DISCLOSURE OF THE INVENTION

The pacemaker system, especially of an embedded-type, according to the present invention is characterized in that the system contains apnea detection means which can measure respiratory related parameters (hereinafter also referred to as detection parameters) including at least two parameters: frequency of apneas per unit time and an apnea duration time, to detect an apnea state of the patient during sleep based on the measurement results, and that the system has a function in which the detection parameter values to provide reference values for whether or not the pacing rate is changed to a SAS treating pacing rate are preset and stored for each patient, and when the measured values of said detection parameters through the apnea detection means become not less than the preset and stored detection parameter values, the pacing rate is changed for shifting into a SAS treating pacing rate. Such function includes a function (also referred to as a SAS feature) in which at the time when the reference values for shifting to the SAS treating pacing mode are confirmed, then pacing rate can be automatically changed to a SAS treating pacing rate set for each individual patient thereby continuously shifting into the SAS treating pacing mode.

In the pacemaker system of the present invention, the above-described detection parameter values to provide reference values for whether or not the pacing rate is shifted to a SAS treating pacing rate are preferably such that only when an apnea state during sleep will adversely affect the patient, the pacing rate is increased to shifting into a SAS treating pacing rate to remedy the patient's symptoms and, otherwise, when the apnea state is mild, the shifting to the SAS treating pacing rate is not carried out so as not to disturb the resting state of the patient.

Accordingly, in the inventive pacemaker system, although the apnea detection means continuously monitors whether a SAS event is occurring or not, the above-described reference values of the apnea detection parameters for shifting into the SAS treating pacing rate in the pacemaker system of the invention are preferably settable taking into consideration individual symptoms depending on the apnea state of the SAS patient instead of those uniformly functioning when a SAS event occurs because depending on each SAS patient, there are cases in which a SAS event will not impair the living or health of the patient unless it becomes a seriously high level, and conversely there are cases in which a relatively mild SAS event will harm the patient.

In the pacemaker system of the present invention, as the judgment indicator to determine whether or not sleep apnea occurred will adversely affect the patient, at least two parameters: frequency of apneas per unit time and an apnea duration time, of the patient are adopted, and in setting these reference values of the apnea detection parameters, a physician takes into consideration various conditions including the states and factors of the patient such as subjective symptoms and the sleep quality of the patient, or effects on the complications, for example, hypertension, cardiac failure, coronary disorder, bradycardiac arhythmia, tachycardiac arhythmia, etc. to preset and store them in the pacemaker system of the present invention. Accordingly, since the pacemaker system of the present invention can perform SAS treating pacing rate as described above, it can remedy the SAS symptoms of a SAS patient and, in addition to that, it will not disturb the resting state of the patient since the pacing rate will not be aimlessly changed in the stage of a mild SAS, thus making it possible to effectively perform SAS treatment without imposing an unnecessary burden to the patient.

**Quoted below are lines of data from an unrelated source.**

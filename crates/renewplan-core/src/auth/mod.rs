//! Authentication module for the admin session.
//!
//! This module provides:
//! - `Session`: the identity service holding the bearer token and user,
//!   optionally persisted to disk, with unauthorized callbacks
//! - `CredentialStore`: optional OS keychain storage of the admin password

pub mod credentials;
pub mod session;

pub use credentials::CredentialStore;
pub use session::{Session, SessionData};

Another characteristics of the inventive pacemaker system is that its pacing rate can be set or changed as described below. Such setting or change of the pacing rate can be performed based on new information obtained, for example, through a telemetry function (communication with the pacemaker).

(1) The SAS treating pacing rate to be adopted upon occurrence of an apnea is, as described above, preset so as to be adaptable to each patient and stored in the pacemaker of the present invention by a physician or the like; however, this preset SAS treating pacing rate can be changed after it is stored, based on newly obtained information as described above. Thus, the inventive pacemaker system is able to remedy patient's symptoms more efficiently due to the fact that the SAS treating pacing rate pre-stored in the system is changeable based on newly obtained appropriate information as described above.

(2) The system has a function of properly changing the set rate of the SAS treating pacing rate as desired even after having shifted to the SAS treating pacing. Such configuration makes it possible to change the set rate of the preset SAS treating pacing rate so as to be better suited for patient's symptom at the time when it is found that the adopted SAS treating pacing rate is not adapted for the patient, and consequently to remedy the patient's symptom quickly.

(3) The system has a function of automatically returning the SAS treating pacing rate to a pacing rate typically used for patients (basic pacing rate) if, after having shifted to the SAS treating pacing, measured values of the detection parameters decline below the preset reference values of the detection parameters for shifting into the SAS treating pacing rate as the consequence of performing the SAS treating pacing. Also, when a rest rate during sleep is set, the function of automatically returning to the above-described pacing rate (basic pacing rate) may automatically decrease the SAS treating pacing rate to the rest rate. Further, shifting from a basic pacing rate or a rest rate to the SAS treating pacing rate, or shifting from the SAS treating pacing rate to the basic pacing rate or the rest rate is preferably performed in a gradual manner in either case in order to avoid a rapid change of the heart rate of the patient.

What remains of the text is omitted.